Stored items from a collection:
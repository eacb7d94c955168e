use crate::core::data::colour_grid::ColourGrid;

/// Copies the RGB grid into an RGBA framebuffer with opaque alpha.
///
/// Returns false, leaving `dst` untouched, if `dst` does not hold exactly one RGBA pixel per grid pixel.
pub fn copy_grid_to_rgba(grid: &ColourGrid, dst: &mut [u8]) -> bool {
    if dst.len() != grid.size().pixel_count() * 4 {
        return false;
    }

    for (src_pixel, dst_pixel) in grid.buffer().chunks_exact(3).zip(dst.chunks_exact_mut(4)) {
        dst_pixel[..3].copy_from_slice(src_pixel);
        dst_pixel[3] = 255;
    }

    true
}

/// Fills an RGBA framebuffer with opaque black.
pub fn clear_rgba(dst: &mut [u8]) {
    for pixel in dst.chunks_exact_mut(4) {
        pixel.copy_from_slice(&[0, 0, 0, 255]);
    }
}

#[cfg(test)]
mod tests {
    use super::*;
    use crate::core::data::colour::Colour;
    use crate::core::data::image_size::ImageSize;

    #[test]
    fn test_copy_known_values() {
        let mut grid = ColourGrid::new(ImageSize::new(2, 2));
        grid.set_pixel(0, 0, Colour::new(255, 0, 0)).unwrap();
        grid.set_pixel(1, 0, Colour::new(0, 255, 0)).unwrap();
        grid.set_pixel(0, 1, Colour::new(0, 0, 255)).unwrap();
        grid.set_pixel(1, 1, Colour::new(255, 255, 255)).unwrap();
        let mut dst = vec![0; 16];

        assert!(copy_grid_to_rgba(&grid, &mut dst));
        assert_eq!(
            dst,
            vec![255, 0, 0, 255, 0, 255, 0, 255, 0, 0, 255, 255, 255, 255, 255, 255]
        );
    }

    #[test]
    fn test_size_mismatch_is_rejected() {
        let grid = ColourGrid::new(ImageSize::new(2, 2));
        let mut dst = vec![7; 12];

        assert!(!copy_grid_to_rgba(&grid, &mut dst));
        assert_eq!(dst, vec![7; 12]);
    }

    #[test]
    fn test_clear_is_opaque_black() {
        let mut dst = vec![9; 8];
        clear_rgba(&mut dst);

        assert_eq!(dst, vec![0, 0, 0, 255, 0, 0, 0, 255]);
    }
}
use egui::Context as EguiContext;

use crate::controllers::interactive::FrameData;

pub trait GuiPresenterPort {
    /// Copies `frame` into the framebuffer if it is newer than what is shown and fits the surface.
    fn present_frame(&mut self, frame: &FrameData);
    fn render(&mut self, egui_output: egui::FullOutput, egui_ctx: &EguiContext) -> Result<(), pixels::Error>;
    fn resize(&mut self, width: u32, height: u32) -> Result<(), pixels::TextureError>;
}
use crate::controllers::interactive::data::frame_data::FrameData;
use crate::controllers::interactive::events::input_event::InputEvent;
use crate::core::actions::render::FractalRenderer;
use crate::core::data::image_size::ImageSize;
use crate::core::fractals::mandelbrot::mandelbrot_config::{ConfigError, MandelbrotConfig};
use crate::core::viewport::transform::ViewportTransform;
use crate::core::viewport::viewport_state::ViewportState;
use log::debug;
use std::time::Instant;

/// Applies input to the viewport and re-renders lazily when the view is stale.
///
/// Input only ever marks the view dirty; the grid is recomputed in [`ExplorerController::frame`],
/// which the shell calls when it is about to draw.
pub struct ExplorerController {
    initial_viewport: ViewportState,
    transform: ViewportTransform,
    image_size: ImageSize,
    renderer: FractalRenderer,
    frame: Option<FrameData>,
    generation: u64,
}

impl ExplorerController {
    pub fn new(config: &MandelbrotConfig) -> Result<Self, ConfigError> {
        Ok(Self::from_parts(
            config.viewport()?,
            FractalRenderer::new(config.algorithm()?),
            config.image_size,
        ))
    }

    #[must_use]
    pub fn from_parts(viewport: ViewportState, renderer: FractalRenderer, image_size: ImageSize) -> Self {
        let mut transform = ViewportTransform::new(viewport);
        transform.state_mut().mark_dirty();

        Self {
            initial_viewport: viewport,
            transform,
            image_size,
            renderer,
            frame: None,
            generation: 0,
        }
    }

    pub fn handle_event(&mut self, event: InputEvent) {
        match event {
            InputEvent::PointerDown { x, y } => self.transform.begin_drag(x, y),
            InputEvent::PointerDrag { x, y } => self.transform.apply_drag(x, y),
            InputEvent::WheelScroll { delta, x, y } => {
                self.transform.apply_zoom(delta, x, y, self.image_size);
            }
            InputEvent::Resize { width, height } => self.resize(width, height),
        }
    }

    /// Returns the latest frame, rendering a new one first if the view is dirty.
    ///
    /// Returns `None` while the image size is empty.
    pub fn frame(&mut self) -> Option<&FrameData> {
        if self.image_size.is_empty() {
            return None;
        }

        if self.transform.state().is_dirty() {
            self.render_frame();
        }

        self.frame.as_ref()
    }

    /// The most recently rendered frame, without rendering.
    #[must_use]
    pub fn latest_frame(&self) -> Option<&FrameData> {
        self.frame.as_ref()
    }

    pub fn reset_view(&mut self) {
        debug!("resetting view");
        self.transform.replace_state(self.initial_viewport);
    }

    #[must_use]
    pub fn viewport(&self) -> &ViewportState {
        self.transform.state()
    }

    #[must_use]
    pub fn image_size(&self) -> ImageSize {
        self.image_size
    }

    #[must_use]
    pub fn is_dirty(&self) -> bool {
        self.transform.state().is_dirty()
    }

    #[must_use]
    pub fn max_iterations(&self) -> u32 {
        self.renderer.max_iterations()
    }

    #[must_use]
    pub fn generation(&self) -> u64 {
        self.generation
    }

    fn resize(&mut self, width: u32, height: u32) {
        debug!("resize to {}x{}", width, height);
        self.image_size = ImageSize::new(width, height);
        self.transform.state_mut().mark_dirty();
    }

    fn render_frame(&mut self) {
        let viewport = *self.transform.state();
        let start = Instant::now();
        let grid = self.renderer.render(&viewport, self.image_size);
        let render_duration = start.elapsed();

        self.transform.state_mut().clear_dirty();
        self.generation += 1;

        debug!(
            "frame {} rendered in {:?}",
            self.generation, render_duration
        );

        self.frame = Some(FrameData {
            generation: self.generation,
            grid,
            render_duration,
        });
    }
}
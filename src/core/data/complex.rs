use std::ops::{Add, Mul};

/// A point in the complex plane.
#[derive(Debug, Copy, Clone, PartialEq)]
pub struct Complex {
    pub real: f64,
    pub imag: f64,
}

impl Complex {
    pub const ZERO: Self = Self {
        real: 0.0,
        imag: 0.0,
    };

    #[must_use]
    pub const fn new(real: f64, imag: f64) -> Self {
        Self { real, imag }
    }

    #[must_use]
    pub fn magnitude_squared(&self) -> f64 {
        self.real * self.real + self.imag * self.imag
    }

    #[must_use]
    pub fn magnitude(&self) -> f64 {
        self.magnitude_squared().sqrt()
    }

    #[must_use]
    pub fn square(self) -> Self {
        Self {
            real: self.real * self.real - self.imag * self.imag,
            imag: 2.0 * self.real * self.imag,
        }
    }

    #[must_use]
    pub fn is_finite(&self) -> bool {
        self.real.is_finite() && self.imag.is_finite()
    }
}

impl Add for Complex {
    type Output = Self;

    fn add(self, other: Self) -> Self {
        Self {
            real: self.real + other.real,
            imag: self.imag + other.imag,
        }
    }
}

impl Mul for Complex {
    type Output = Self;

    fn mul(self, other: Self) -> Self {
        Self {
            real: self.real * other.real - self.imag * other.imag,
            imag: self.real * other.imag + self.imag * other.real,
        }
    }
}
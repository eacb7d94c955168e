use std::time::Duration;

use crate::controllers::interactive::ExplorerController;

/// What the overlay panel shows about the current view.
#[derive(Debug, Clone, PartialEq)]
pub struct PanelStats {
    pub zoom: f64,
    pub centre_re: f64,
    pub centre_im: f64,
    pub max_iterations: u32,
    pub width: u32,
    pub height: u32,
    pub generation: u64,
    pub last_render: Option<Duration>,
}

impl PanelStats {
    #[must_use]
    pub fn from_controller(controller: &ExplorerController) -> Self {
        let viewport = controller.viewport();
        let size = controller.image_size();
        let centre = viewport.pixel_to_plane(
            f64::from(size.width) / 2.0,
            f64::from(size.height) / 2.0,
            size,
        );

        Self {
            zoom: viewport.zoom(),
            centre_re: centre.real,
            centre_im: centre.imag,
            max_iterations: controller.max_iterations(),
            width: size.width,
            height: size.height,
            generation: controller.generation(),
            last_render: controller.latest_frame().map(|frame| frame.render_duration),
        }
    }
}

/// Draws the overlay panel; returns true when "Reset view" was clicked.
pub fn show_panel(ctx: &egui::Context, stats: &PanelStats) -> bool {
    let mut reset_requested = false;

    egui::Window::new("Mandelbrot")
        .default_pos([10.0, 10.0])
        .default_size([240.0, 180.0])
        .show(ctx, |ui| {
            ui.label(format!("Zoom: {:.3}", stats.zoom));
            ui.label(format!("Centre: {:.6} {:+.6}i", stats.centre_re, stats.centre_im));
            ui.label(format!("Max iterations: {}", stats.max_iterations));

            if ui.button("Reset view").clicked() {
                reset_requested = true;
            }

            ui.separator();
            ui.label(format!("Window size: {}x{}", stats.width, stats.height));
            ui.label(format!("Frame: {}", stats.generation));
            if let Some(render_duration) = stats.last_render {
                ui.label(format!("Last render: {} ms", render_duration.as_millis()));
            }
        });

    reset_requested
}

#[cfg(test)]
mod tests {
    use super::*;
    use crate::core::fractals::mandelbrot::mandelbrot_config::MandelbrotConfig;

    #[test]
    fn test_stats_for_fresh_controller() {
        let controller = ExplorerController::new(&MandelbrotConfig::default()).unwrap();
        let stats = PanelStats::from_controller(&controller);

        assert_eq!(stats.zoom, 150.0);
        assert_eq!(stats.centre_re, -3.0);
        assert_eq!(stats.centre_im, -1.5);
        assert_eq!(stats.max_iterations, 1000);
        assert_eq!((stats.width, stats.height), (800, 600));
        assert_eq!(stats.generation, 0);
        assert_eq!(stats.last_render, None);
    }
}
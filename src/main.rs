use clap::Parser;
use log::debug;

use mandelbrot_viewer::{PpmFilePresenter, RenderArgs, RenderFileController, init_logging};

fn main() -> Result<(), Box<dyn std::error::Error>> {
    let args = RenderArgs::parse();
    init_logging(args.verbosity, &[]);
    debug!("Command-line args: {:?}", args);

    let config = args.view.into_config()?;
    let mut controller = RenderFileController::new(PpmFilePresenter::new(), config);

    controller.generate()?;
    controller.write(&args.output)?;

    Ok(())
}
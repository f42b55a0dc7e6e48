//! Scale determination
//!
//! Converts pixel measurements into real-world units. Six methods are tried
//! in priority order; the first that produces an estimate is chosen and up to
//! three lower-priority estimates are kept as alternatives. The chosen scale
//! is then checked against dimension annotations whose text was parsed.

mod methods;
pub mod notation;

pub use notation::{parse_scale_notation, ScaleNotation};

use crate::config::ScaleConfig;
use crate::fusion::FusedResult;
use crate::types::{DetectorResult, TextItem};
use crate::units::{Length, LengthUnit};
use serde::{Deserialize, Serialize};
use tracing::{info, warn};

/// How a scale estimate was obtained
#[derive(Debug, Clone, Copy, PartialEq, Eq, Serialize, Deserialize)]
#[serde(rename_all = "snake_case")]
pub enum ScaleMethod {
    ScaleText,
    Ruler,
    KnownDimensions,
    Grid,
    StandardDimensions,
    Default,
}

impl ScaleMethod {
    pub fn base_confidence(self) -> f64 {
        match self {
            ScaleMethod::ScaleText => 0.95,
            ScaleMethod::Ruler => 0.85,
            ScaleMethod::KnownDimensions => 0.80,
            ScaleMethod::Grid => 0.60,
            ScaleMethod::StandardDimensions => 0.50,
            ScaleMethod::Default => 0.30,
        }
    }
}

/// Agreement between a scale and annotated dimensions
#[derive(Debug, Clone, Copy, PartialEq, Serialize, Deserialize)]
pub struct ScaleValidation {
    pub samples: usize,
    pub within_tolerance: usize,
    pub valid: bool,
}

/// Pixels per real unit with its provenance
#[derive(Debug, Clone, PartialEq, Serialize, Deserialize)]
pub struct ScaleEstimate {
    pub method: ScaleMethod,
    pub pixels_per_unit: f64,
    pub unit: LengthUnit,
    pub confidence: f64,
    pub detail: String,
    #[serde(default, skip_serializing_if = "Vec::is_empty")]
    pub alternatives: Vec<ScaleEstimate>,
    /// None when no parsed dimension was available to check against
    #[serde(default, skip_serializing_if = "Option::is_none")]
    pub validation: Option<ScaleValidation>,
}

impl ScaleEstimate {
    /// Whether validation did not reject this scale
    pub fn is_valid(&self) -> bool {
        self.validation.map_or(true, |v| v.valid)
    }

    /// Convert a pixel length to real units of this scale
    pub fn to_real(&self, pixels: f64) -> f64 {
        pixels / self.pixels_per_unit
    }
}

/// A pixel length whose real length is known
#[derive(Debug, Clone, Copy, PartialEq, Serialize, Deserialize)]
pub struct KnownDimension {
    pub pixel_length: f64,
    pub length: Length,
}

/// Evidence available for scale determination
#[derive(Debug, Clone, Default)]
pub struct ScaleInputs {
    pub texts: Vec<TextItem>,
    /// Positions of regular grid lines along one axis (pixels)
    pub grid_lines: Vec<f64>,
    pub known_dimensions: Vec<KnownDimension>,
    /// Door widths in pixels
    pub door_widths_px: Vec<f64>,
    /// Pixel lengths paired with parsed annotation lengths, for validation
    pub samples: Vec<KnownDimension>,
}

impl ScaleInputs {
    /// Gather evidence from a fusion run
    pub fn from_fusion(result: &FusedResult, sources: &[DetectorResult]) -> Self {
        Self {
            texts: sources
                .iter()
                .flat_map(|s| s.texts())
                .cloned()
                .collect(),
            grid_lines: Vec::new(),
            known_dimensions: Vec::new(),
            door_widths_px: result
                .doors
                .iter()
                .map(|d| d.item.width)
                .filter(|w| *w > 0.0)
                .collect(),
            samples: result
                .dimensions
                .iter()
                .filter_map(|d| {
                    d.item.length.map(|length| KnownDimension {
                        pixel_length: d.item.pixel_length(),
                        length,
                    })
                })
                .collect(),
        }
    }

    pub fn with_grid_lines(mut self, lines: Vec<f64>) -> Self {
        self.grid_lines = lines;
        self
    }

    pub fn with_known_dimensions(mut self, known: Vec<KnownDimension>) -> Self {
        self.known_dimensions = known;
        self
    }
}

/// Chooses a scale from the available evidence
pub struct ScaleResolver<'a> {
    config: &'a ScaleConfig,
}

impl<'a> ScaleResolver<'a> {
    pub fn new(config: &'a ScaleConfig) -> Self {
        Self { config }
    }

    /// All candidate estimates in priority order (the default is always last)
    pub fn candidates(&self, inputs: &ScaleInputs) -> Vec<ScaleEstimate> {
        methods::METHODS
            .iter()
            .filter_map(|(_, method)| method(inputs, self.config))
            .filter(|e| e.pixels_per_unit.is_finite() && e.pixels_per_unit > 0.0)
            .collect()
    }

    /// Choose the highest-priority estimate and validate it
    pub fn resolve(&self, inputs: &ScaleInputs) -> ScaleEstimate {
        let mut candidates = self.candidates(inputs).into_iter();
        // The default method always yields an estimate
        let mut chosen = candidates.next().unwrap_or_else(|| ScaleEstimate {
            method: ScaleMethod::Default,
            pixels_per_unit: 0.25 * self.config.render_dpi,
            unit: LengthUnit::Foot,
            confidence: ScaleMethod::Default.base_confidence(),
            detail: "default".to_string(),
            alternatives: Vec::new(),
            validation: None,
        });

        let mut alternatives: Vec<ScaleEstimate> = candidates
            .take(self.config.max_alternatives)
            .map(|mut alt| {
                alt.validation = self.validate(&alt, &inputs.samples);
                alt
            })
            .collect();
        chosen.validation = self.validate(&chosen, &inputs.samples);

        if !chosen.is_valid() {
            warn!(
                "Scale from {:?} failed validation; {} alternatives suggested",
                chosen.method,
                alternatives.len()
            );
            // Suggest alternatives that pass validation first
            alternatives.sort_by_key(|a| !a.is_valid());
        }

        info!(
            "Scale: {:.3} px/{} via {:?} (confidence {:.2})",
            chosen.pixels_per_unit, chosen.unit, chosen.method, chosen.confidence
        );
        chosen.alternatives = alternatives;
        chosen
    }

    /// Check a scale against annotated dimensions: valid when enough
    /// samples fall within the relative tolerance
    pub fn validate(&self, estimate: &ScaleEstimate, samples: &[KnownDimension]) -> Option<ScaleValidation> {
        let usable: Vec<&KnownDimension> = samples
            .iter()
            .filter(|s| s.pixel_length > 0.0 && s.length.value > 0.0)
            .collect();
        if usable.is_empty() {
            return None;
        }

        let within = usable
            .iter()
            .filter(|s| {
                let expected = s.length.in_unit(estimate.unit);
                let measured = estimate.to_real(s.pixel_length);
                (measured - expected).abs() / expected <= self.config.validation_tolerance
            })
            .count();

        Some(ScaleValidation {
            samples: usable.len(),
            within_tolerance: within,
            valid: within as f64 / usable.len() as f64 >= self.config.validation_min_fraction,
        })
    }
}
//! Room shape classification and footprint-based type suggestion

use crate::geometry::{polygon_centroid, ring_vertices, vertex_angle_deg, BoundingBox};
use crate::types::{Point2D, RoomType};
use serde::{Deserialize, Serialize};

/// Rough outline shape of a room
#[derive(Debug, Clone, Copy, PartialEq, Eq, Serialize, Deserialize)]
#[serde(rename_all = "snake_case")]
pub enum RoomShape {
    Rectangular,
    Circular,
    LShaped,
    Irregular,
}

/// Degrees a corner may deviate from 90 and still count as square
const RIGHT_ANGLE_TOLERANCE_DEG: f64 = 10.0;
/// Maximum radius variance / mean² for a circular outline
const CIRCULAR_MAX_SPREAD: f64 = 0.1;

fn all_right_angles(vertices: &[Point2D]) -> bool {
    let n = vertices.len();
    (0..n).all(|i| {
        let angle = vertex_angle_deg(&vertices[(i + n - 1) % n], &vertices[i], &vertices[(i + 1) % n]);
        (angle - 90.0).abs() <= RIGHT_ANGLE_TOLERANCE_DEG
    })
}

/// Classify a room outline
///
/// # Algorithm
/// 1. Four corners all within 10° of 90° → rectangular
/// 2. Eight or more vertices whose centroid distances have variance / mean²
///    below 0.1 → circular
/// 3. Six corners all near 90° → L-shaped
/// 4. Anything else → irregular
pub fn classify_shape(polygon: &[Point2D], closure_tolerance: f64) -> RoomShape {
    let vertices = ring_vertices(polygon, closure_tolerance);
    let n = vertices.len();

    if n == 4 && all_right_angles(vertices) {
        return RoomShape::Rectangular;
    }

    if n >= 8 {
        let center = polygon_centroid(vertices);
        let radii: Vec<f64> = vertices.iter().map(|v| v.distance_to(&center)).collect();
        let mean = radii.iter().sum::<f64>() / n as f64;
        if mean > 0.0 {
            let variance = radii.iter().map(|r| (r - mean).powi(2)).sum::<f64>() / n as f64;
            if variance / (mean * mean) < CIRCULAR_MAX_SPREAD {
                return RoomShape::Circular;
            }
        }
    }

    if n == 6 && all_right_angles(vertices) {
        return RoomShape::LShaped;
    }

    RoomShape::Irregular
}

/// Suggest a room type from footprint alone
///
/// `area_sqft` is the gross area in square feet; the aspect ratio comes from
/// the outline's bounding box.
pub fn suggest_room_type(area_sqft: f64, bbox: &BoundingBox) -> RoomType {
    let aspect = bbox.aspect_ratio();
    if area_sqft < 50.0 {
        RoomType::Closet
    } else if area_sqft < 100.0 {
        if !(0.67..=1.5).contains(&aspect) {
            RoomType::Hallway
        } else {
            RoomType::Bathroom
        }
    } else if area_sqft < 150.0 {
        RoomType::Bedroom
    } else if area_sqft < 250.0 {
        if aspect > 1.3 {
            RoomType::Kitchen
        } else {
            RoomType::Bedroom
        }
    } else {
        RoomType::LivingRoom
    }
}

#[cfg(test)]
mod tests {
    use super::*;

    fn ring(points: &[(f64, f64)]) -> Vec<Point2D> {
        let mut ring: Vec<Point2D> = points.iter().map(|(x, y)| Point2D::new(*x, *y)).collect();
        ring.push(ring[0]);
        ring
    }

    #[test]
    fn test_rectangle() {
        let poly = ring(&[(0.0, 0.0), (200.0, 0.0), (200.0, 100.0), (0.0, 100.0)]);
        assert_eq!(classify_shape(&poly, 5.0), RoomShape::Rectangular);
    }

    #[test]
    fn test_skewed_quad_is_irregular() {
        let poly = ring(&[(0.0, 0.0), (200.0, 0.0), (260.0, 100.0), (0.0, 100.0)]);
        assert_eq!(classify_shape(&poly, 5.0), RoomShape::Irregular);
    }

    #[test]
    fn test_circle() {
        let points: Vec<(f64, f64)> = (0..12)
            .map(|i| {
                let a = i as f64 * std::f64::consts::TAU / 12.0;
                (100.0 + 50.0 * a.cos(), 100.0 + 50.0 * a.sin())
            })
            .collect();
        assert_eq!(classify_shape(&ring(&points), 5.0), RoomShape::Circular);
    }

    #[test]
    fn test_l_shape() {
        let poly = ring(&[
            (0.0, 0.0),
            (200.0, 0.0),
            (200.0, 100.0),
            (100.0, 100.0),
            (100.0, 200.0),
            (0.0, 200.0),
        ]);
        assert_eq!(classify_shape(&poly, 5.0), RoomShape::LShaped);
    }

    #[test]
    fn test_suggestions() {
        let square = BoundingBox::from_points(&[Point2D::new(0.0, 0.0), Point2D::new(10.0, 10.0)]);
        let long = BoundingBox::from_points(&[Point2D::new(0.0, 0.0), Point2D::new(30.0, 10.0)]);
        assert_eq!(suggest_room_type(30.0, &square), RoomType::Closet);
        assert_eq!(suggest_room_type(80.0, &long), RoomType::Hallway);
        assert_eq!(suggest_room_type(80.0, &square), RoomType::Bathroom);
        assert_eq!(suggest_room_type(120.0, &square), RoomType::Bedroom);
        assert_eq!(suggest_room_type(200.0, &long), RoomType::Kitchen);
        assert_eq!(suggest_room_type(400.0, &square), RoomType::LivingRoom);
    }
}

Task description: The line containing "fits the surface." marks the end. Please print exactly every line from the top of the data to it, both included, and nothing more.

Finished task:
repository eacb7d94c955168e
use crate::core::data::colour_grid::ColourGrid;

/// Copies the RGB grid into an RGBA framebuffer with opaque alpha.
///
/// Returns false, leaving `dst` untouched, if `dst` does not hold exactly one RGBA pixel per grid pixel.
pub fn copy_grid_to_rgba(grid: &ColourGrid, dst: &mut [u8]) -> bool {
    if dst.len() != grid.size().pixel_count() * 4 {
        return false;
    }

    for (src_pixel, dst_pixel) in grid.buffer().chunks_exact(3).zip(dst.chunks_exact_mut(4)) {
        dst_pixel[..3].copy_from_slice(src_pixel);
        dst_pixel[3] = 255;
    }

    true
}

/// Fills an RGBA framebuffer with opaque black.
pub fn clear_rgba(dst: &mut [u8]) {
    for pixel in dst.chunks_exact_mut(4) {
        pixel.copy_from_slice(&[0, 0, 0, 255]);
    }
}

#[cfg(test)]
mod tests {
    use super::*;
    use crate::core::data::colour::Colour;
    use crate::core::data::image_size::ImageSize;

    #[test]
    fn test_copy_known_values() {
        let mut grid = ColourGrid::new(ImageSize::new(2, 2));
        grid.set_pixel(0, 0, Colour::new(255, 0, 0)).unwrap();
        grid.set_pixel(1, 0, Colour::new(0, 255, 0)).unwrap();
        grid.set_pixel(0, 1, Colour::new(0, 0, 255)).unwrap();
        grid.set_pixel(1, 1, Colour::new(255, 255, 255)).unwrap();
        let mut dst = vec![0; 16];

        assert!(copy_grid_to_rgba(&grid, &mut dst));
        assert_eq!(
            dst,
            vec![255, 0, 0, 255, 0, 255, 0, 255, 0, 0, 255, 255, 255, 255, 255, 255]
        );
    }

    #[test]
    fn test_size_mismatch_is_rejected() {
        let grid = ColourGrid::new(ImageSize::new(2, 2));
        let mut dst = vec![7; 12];

        assert!(!copy_grid_to_rgba(&grid, &mut dst));
        assert_eq!(dst, vec![7; 12]);
    }

    #[test]
    fn test_clear_is_opaque_black() {
        let mut dst = vec![9; 8];
        clear_rgba(&mut dst);

        assert_eq!(dst, vec![0, 0, 0, 255, 0, 0, 0, 255]);
    }
}
use egui::Context as EguiContext;

use crate::controllers::interactive::FrameData;

pub trait GuiPresenterPort {
    /// Copies `frame` into the framebuffer if it is newer than what is shown and fits the surface.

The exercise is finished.